The chayote squash goes by many names: christophene, vegetable pear, mirliton, choko, chow chow (my favorite) and many more. There are two different types of chayote, a prickly kind and a smooth kind, I used the smooth kind. The squash in a good source of fiber and is packed full of amino acids. The peek season for chayote is between November and April making it a good veggie to use in the winter. Chayote originated in  Mesoamerica and was a staple the the Aztec and Mayan diets, but now days chayote it is grown and eaten everywhere. It is a very versatile vegetable used in everything from appetizers to desserts. I found recipes for soups, salads, stuffed squash, and even some for apple/chayote pie! I decided to make a pasta dish with butter sauce topped with chayote and chicken.

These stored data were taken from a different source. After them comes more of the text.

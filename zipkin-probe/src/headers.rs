//! The trace propagation headers and the thin traits the probe uses to see
//! the host's HTTP types.
//!
//! The probe never owns a request or response. Hosts implement these traits
//! on whatever request structs their HTTP stack uses; the probe reads and
//! writes only what the traits expose.

use std::collections::HashMap;

/// Carries the trace root id. Required for trace continuation.
pub const TRACE_ID_HEADER: &str = "X-W-TraceId";

/// Carries the sender's span id; becomes `parent_id` on the receiver.
pub const SPAN_ID_HEADER: &str = "X-W-SpanId";

/// Carries the grandparent span id, propagated verbatim.
pub const PARENT_ID_HEADER: &str = "X-W-ParentId";

/// Carries the sampling flag as `"true"` / `"false"`. Absent or malformed
/// values are read as `true`.
pub const SAMPLE_HEADER: &str = "X-W-Sample";

/// Carries an opaque propagation string.
pub const FLAGS_HEADER: &str = "X-W-Flags";

/// Read access to a request's headers.
pub trait HeaderRead {
    /// Returns the value of the header `name`, if present.
    fn header(&self, name: &str) -> Option<&str>;
}

/// Write access to a request's headers.
pub trait HeaderWrite {
    /// Sets the header `name` to `value`, replacing any existing value.
    fn set_header(&mut self, name: &str, value: &str);
}

/// The probe's view of an inbound request, consumed by
/// [`TraceProbe::on_recv_req`](crate::TraceProbe::on_recv_req).
pub trait InboundRequest: HeaderRead {
    /// The HTTP method.
    fn method(&self) -> &str;
    /// The request URL.
    fn url(&self) -> &str;
    /// The peer address, as `"ip:port"` or bare `"ip"`.
    fn remote_addr(&self) -> &str;
    /// The locally bound port the request arrived on.
    fn local_port(&self) -> u16 {
        80
    }
}

/// The probe's view of an outbound request, consumed by
/// [`TraceProbe::on_send_req`](crate::TraceProbe::on_send_req).
pub trait OutboundRequest: HeaderWrite {
    /// The HTTP method.
    fn method(&self) -> &str;
    /// The request URL.
    fn url(&self) -> &str;
}

/// The probe's view of a response to an outbound request, consumed by
/// [`TraceProbe::on_recv_resp`](crate::TraceProbe::on_recv_resp).
pub trait InboundResponse {
    /// The HTTP status code.
    fn status_code(&self) -> u16;
}

// Convenience impls so plain maps can stand in for header collections, e.g.
// when bridging a host stack that hands headers over as key/value pairs.
// Lookup is exact-match; canonicalize names before inserting if the source
// is case-insensitive.

impl HeaderRead for HashMap<String, String> {
    fn header(&self, name: &str) -> Option<&str> {
        self.get(name).map(String::as_str)
    }
}

impl HeaderWrite for HashMap<String, String> {
    fn set_header(&mut self, name: &str, value: &str) {
        self.insert(name.to_string(), value.to_string());
    }
}
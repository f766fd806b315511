use std::num::NonZeroU64;

use rand::Rng;
use uuid::Uuid;

/// Generates a fresh trace id: 128 random bits as opaque lower hex.
///
/// Trace ids only need to be unique across cooperating processes, so a v4
/// UUID in simple form is plenty.
pub fn new_trace_id() -> String {
    Uuid::new_v4().simple().to_string()
}

/// Generates a fresh span id: a nonzero random 64-bit value as opaque lower
/// hex. Span ids are scoped by trace id, so cross-process collisions are
/// tolerable; in-trace collisions are vanishingly unlikely.
pub fn new_span_id() -> String {
    let id: NonZeroU64 = rand::thread_rng().gen();
    format!("{:x}", id.get())
}

#[cfg(test)]
mod test {
    use super::*;

    fn is_lower_hex(s: &str) -> bool {
        !s.is_empty() && s.chars().all(|c| c.is_ascii_hexdigit() && !c.is_ascii_uppercase())
    }

    #[test]
    fn trace_ids_are_opaque_lower_hex() {
        let id = new_trace_id();
        assert_eq!(id.len(), 32);
        assert!(is_lower_hex(&id));
    }

    #[test]
    fn span_ids_are_opaque_lower_hex() {
        for _ in 0..64 {
            let id = new_span_id();
            assert!(is_lower_hex(&id));
            assert!(id.len() <= 16);
            assert_ne!(id, "0");
        }
    }

    #[test]
    fn ids_do_not_repeat() {
        let a = new_trace_id();
        let b = new_trace_id();
        assert_ne!(a, b);

        let c = new_span_id();
        let d = new_span_id();
        assert_ne!(c, d);
    }
}
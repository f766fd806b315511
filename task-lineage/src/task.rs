use std::cell::Cell;
use std::sync::atomic::{AtomicU64, Ordering};
use std::thread;

use crate::registry::registry;

static NEXT_TASK_ID: AtomicU64 = AtomicU64::new(1);

thread_local! {
    static TASK_ID: Cell<u64> = Cell::new(0);
}

/// Returns the task id of the calling thread.
///
/// Ids are assigned lazily on first use, are nonzero, never repeat within a
/// process, and stay stable for the lifetime of the thread.
pub fn current_task_id() -> u64 {
    TASK_ID.with(|cell| {
        let mut id = cell.get();
        if id == 0 {
            id = NEXT_TASK_ID.fetch_add(1, Ordering::Relaxed);
            cell.set(id);
        }
        id
    })
}

/// Spawns a thread and records the parent edge in the global registry.
///
/// The edge is recorded inside the child before `f` runs, mirroring a runtime
/// task-start hook, so any ancestry query issued from `f` (or anything it
/// calls) already sees the link.
pub fn spawn<F, T>(f: F) -> thread::JoinHandle<T>
where
    F: FnOnce() -> T + Send + 'static,
    T: Send + 'static,
{
    let parent = current_task_id();
    thread::spawn(move || {
        registry().record_spawn(current_task_id(), parent);
        f()
    })
}

#[cfg(test)]
mod test {
    use super::*;

    #[test]
    fn task_ids_are_stable_and_nonzero() {
        let first = current_task_id();
        let second = current_task_id();
        assert_ne!(first, 0);
        assert_eq!(first, second);
    }

    #[test]
    fn task_ids_differ_across_threads() {
        let here = current_task_id();
        let there = thread::spawn(current_task_id).join().unwrap();
        assert_ne!(here, there);
    }

    #[test]
    fn spawn_records_lineage_to_depth() {
        let root = current_task_id();
        let leaf_chain = spawn(move || {
            spawn(move || {
                spawn(move || registry().ancestors(current_task_id(), 100))
                    .join()
                    .unwrap()
            })
            .join()
            .unwrap()
        })
        .join()
        .unwrap();

        assert_eq!(leaf_chain.len(), 4);
        assert_eq!(leaf_chain[3], root, "walk reaches the spawning task");
    }
}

Chayotes keep for about a month, just store them in a bag in the refrigerator. The chayote you use should be green (like an apple) and should have very few brown spots. You want it to be firm and dense , so when you pick it up it should be a little heavier then expected. The skin of the chayote can be eaten or you can peel it. A couple tips; you are suppose to peel the chayote if it was grown in a desert or sandy area and when peeling the squash it is a good idea to do so under water because the it leeks a sticky sap after being cut or peeled. I would equate the inside of the chayote to an apple. It had about the same texture and feel, but unlike the apple the chayote has a soft white pit in the center which is edible. It is suppose to have a nuttier flavor then the rest of the squash. For my recipe I took out the pit and minced it with some garlic and green onions; added a pinch of salt and sauteed all of that in butter before adding the chayote slices. After slicing the chayote I sprinkled it with Italian seasoning and added to the pan with the garlic and onions once the squash was tender I removed them from the pan ( I used a fork to leave as much juice and seasoning in the pan as possible) and sprinkled them with Parmesan and set them in the oven while I made the sauce for the noodles. For the sauce I added butter and some grape juice to the pan the squash was cooking in and let that reduce and then tossed my noodles in it. While all this was going on I also had a peppered chicken breast cooking in the George Foreman.

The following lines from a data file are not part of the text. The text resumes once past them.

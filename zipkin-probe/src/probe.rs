//! The probe itself: the hook entry points the host HTTP stack calls, and
//! the state they drive.

use std::fmt::{self, Display};
use std::sync::atomic::{AtomicBool, Ordering};

use once_cell::sync::Lazy;

use crate::headers::{InboundRequest, InboundResponse, OutboundRequest};
use crate::host;
use crate::ids::{new_span_id, new_trace_id};
use crate::sink::{FileSink, SpanSink};
use crate::span::{
    now_micros, Endpoint, TraceSpan, CLIENT_ADDR, CLIENT_RECV, CLIENT_SEND, ERROR,
    HTTP_METHOD, HTTP_STATUS_CODE, HTTP_URL, SERVER_RECV, SERVER_SEND,
};
use crate::table::SpanTable;

/// Upper bound on the ancestor chain considered when looking for the server
/// span an outbound call belongs to.
const MAX_LINEAGE_DEPTH: usize = 100;

static GLOBAL_PROBE: Lazy<TraceProbe<FileSink>> = Lazy::new(|| TraceProbe::new(FileSink::new()));

/// The process-wide probe, created on first use with a [`FileSink`] writing
/// to the working directory.
pub fn probe() -> &'static TraceProbe<FileSink> {
    &GLOBAL_PROBE
}

/// Turns the process-wide probe on or off.
pub fn set_enabled(enabled: bool) {
    probe().set_enabled(enabled);
}

/// Errors from [`TraceProbe::current_trace_ctx`].
#[derive(Debug, Clone, PartialEq, Eq, Hash)]
#[non_exhaustive]
pub enum TraceCtxError {
    /// The probe is disabled; no trace context is being tracked.
    ProbeDisabled,
    /// No ancestor of the calling task is handling an inbound request.
    NoAncestorSpan,
}

impl Display for TraceCtxError {
    fn fmt(&self, f: &mut fmt::Formatter<'_>) -> fmt::Result {
        match self {
            TraceCtxError::ProbeDisabled => write!(f, "trace probe is disabled"),
            TraceCtxError::NoAncestorSpan => {
                write!(f, "no ancestor task is handling an inbound request")
            }
        }
    }
}

impl std::error::Error for TraceCtxError {}

/// The tracing probe: reconstructs causal spans from the six points where
/// the host HTTP stack calls in, and hands completed spans to a sink.
///
/// All hook methods are cheap and non-blocking apart from short shard mutex
/// sections; they run on whatever task the HTTP stack already uses. Every
/// hook is a no-op while the probe is disabled.
#[derive(Debug)]
pub struct TraceProbe<S> {
    enabled: AtomicBool,
    service_name: String,
    ipv4: String,
    table: SpanTable,
    sink: S,
}

impl<S: SpanSink> TraceProbe<S> {
    /// Creates a probe identified by this host's executable name and local
    /// IPv4 address, reporting to `sink`. Starts enabled.
    pub fn new(sink: S) -> Self {
        TraceProbe::with_service(sink, host::exec_name(), host::local_ipv4())
    }

    /// Creates a probe with an explicit service identity. Starts enabled.
    pub fn with_service(sink: S, service_name: &str, ipv4: &str) -> Self {
        TraceProbe {
            enabled: AtomicBool::new(true),
            service_name: service_name.to_string(),
            ipv4: ipv4.to_string(),
            table: SpanTable::new(),
            sink,
        }
    }

    /// Turns the probe on or off. The flag is read without synchronisation
    /// by the hooks; a transition may leave a few in-flight spans skewed,
    /// which is acceptable.
    pub fn set_enabled(&self, enabled: bool) {
        self.enabled.store(enabled, Ordering::Relaxed);
    }

    /// Whether the probe is currently enabled.
    pub fn enabled(&self) -> bool {
        self.enabled.load(Ordering::Relaxed)
    }

    fn local_endpoint(&self, port: u16) -> Endpoint {
        Endpoint {
            service_name: self.service_name.clone(),
            ipv4: self.ipv4.clone(),
            port,
        }
    }

    /// Server ingress: parses trace headers off the inbound request, opens a
    /// server span with its `sr` event, and indexes it under the current
    /// task id so descendant tasks can find it. Returns the span for the
    /// host to pass back at response time, or `None` while disabled.
    pub fn on_recv_req(&self, req: &impl InboundRequest) -> Option<TraceSpan> {
        if !self.enabled() {
            return None;
        }

        let mut span = TraceSpan::new();
        span.from_header(req);
        span.name = req.method().to_string();
        span.path = req.url().to_string();
        span.is_recv_req = true;
        span.local_port = req.local_port();
        span.task_id = task_lineage::current_task_id();

        let ep = self.local_endpoint(span.local_port);
        span.add_annotation(&ep, span.timestamp, SERVER_RECV);
        span.add_binary_annotation(&ep, HTTP_URL, req.url());
        span.add_binary_annotation(&ep, HTTP_METHOD, req.method());

        let (remote_ip, remote_port) = host::parse_addr(req.remote_addr());
        let caller = Endpoint {
            service_name: self.service_name.clone(),
            ipv4: remote_ip,
            port: remote_port,
        };
        span.add_binary_annotation(&caller, CLIENT_ADDR, "true");

        self.table.upsert(span.task_id, span.clone());
        Some(span)
    }

    /// Server egress: records `ss`, fills the duration, releases the span.
    pub fn on_send_resp(&self, span: TraceSpan) {
        if !self.enabled() {
            return;
        }
        self.close_server(span, None);
    }

    /// Server failure: same close sequence as a normal response, with the
    /// error message attached first.
    pub fn on_server_err(&self, span: TraceSpan, err: impl Display) {
        if !self.enabled() {
            return;
        }
        self.close_server(span, Some(err.to_string()));
    }

    /// Client egress: walks the task ancestry for the server span this call
    /// belongs to, opens a child span with its `cs` event (or a fresh root
    /// when no parent is discoverable), and injects the trace headers into
    /// the outbound request. Returns the span for the host to pass back when
    /// the response arrives, or `None` while disabled.
    pub fn on_send_req(&self, req: &mut impl OutboundRequest) -> Option<TraceSpan> {
        if !self.enabled() {
            return None;
        }

        let parent = self.find_recv_span();

        let mut span = TraceSpan::new();
        span.span_id = new_span_id();
        span.name = req.method().to_string();
        span.path = req.url().to_string();

        match &parent {
            Some(server) => {
                span.from_parent(server);
                span.local_port = server.local_port;
                self.table
                    .update(server.task_id, |s| s.add_child(&span.span_id));
            }
            None => {
                // nothing upstream: this call roots a brand-new trace
                span.trace_id = new_trace_id();
                span.local_port = 80;
            }
        }

        let ep = self.local_endpoint(span.local_port);
        span.add_annotation(&ep, span.timestamp, CLIENT_SEND);
        span.set_header(req);
        span.add_binary_annotation(&ep, HTTP_URL, req.url());
        span.add_binary_annotation(&ep, HTTP_METHOD, req.method());
        Some(span)
    }

    /// Client response: records `cr` and the status code, fills the
    /// duration, releases the span.
    pub fn on_recv_resp(&self, resp: &impl InboundResponse, mut span: TraceSpan) {
        if !self.enabled() {
            return;
        }
        let ep = self.local_endpoint(span.local_port);
        span.add_binary_annotation(&ep, HTTP_STATUS_CODE, resp.status_code().to_string());
        self.close_client(span, None);
    }

    /// Client failure: records the error message and `cr`, fills the
    /// duration, releases the span.
    pub fn on_client_err(&self, span: TraceSpan, err: impl Display) {
        if !self.enabled() {
            return;
        }
        self.close_client(span, Some(err.to_string()));
    }

    /// The trace and span id of the server span the calling task belongs to,
    /// for hosts that want to tag their own logs with trace context.
    pub fn current_trace_ctx(&self) -> Result<(String, String), TraceCtxError> {
        if !self.enabled() {
            return Err(TraceCtxError::ProbeDisabled);
        }
        let span = self
            .find_recv_span()
            .ok_or(TraceCtxError::NoAncestorSpan)?;
        Ok((span.trace_id, span.span_id))
    }

    /// Walks the ancestor chain of the current task until it finds a task
    /// with an in-flight server span.
    fn find_recv_span(&self) -> Option<TraceSpan> {
        let chain =
            task_lineage::registry().ancestors(task_lineage::current_task_id(), MAX_LINEAGE_DEPTH);
        chain
            .into_iter()
            .find_map(|id| self.table.lookup(id).filter(|span| span.is_recv_req))
    }

    fn close_server(&self, span: TraceSpan, err: Option<String>) {
        // the table copy is authoritative: it carries child links recorded
        // by descendant tasks after the span was handed to the host
        let mut span = self.table.remove(span.task_id).unwrap_or(span);
        if !span.opened() {
            debug_assert!(false, "server span closed without an sr event");
            tracing::warn!(task_id = span.task_id, "server span closed without an sr event");
            return;
        }
        if span.closed() {
            // CLOSED is terminal; never emit twice
            tracing::warn!(task_id = span.task_id, "server span closed twice");
            return;
        }

        let ep = self.local_endpoint(span.local_port);
        if let Some(message) = err {
            span.add_binary_annotation(&ep, ERROR, message);
        }
        let now = now_micros();
        span.add_annotation(&ep, now, SERVER_SEND);
        span.duration = (now - span.timestamp).max(0);
        self.sink.report_span(span);
    }

    fn close_client(&self, mut span: TraceSpan, err: Option<String>) {
        if !span.opened() {
            debug_assert!(false, "client span closed without a cs event");
            tracing::warn!("client span closed without a cs event");
            return;
        }
        if span.closed() {
            // CLOSED is terminal; never emit twice
            tracing::warn!("client span closed twice");
            return;
        }

        let ep = self.local_endpoint(span.local_port);
        if let Some(message) = err {
            span.add_binary_annotation(&ep, ERROR, message);
        }
        let now = now_micros();
        span.add_annotation(&ep, now, CLIENT_RECV);
        span.duration = (now - span.timestamp).max(0);
        self.sink.report_span(span);
    }
}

Chayote was a very good veggie and I can't wait to use it again! Next time I think I want to try a dessert with it but that's all the chayote for this week and next week it's a different food. If there is any suggestions as to what I should try let me know, but for now go get a chayote and try it out for yourself!

Monday, October 25, 2010

The Start of Something Wonderful

I am starting fresh. I have deleted my old blog, came up with a new idea on what to write about, and now I am finishing the hard part and STARTING! So get excited because I am going to write weekly, or at least I am going to put in a valiant effort. Another thing I am going to be doing weekly is cooking, but not ordinary cooking and none of the "Julie and Julia" stuff. I am going to cooking my way and exploring all the food the world has to offer. For the last couple of weeks I have been buying foods that I had never heard of let alone eaten and tried to cook with and given it a go cooking a made up dish. It has been so much fun that I have decided to keep it going and to write it down. The way my eatable explorations goes is:
1) Pick up something new and unusual (something I have never eaten or cooked with, may be something I have never even heard of)
2) Research (figure out what I just bought how it is used and where it is from)

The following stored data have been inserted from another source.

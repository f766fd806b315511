#![deny(missing_docs)]

//! A distributed-tracing probe for embedding inside an HTTP stack.
//!
//! The probe reconstructs causal parent/child relationships between inbound
//! requests and the outbound requests they provoke, without application code
//! threading any context around. It emits spans in the Zipkin v1 JSON shape
//! and persists them asynchronously to a rolling trace file.
//!
//! Two pieces do the heavy lifting:
//! - [`task_lineage`] records a `(child, parent)` edge for every task spawn,
//!   so an outbound call running arbitrarily deep in a spawn chain can walk
//!   its ancestry back to the task that accepted the inbound request.
//! - [`TraceProbe`] keeps an expiring, sharded table of in-flight server
//!   spans keyed by task id, drives each span through its
//!   receive/send/error events, propagates trace headers, and hands
//!   completed spans to a [`SpanSink`].
//!
//! The host HTTP stack calls in at six points: request received, response
//! sent, server error, request sent, response received, client error. Each
//! hook is cheap, non-blocking, and a no-op while the probe is disabled.
//!
//! ```
//! use std::collections::HashMap;
//! use zipkin_probe::{BlackholeSink, HeaderRead, InboundRequest, TraceProbe};
//!
//! struct Req(HashMap<String, String>);
//!
//! impl HeaderRead for Req {
//!     fn header(&self, name: &str) -> Option<&str> {
//!         self.0.get(name).map(String::as_str)
//!     }
//! }
//!
//! impl InboundRequest for Req {
//!     fn method(&self) -> &str {
//!         "GET"
//!     }
//!     fn url(&self) -> &str {
//!         "/health"
//!     }
//!     fn remote_addr(&self) -> &str {
//!         "10.0.0.1:4000"
//!     }
//! }
//!
//! let probe = TraceProbe::new(BlackholeSink);
//! let span = probe.on_recv_req(&Req(HashMap::new())).unwrap();
//! // ... handler runs, outbound calls pick this span up as their parent ...
//! probe.on_send_resp(span);
//! ```
//!
//! Production hosts use the process-wide instance behind [`probe`], which
//! reports through a [`FileSink`] into the working directory, and flip it
//! with [`set_enabled`].

mod headers;
mod host;
mod ids;
mod probe;
mod sink;
mod span;
mod table;

pub use crate::headers::{
    HeaderRead, HeaderWrite, InboundRequest, InboundResponse, OutboundRequest, FLAGS_HEADER,
    PARENT_ID_HEADER, SAMPLE_HEADER, SPAN_ID_HEADER, TRACE_ID_HEADER,
};
pub use crate::host::{exec_name, local_ipv4};
pub use crate::ids::{new_span_id, new_trace_id};
pub use crate::probe::{probe, set_enabled, TraceCtxError, TraceProbe};
pub use crate::sink::{BlackholeSink, FileSink, SpanSink};
pub use crate::span::{
    Annotation, BinaryAnnotation, Endpoint, TraceSpan, CLIENT_ADDR, CLIENT_RECV, CLIENT_SEND,
    ERROR, HTTP_METHOD, HTTP_STATUS_CODE, HTTP_URL, SERVER_RECV, SERVER_SEND,
};
#[doc(no_inline)]
pub use task_lineage::{current_task_id, spawn};
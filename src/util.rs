// src/util.rs

use std::{cmp::Ordering, path::Path};

/// Path relative to `root`, `/`-separated regardless of platform.
pub fn normalize_rel(root: &Path, path: &Path) -> String {
    let rel = path.strip_prefix(root).unwrap_or(path);
    rel.to_string_lossy().replace('\\', "/")
}

/// Segment-wise comparison, so `a/b.rs` sorts before `a.rs` (directory `a` < file `a.rs`).
pub fn cmp_rel_paths(a: &str, b: &str) -> Ordering {
    a.split('/').cmp(b.split('/'))
}

/* --------------------------- Tests --------------------------- */
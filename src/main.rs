// src/main.rs

use std::{io, process::ExitCode};

use type_index::{commands, logging};

fn main() -> ExitCode {
    logging::init();
    let result = commands::run_cli();
    let code = commands::report(result, &mut io::stdout().lock(), &mut io::stderr().lock());
    ExitCode::from(code)
}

3)Recipes (look up recipes that contain the new ingredient, how is it cooked what is it generally cook with)
4)Cook and Create (Make up a fun recipe with the new information I have and the stuff in my kitchen)
5) Share it
More info. I am a college student so it all has to be done on a low budget with limited supplies. I am excited to get this going and I can't wait to get cooking... this is definitely the start of something wonderful!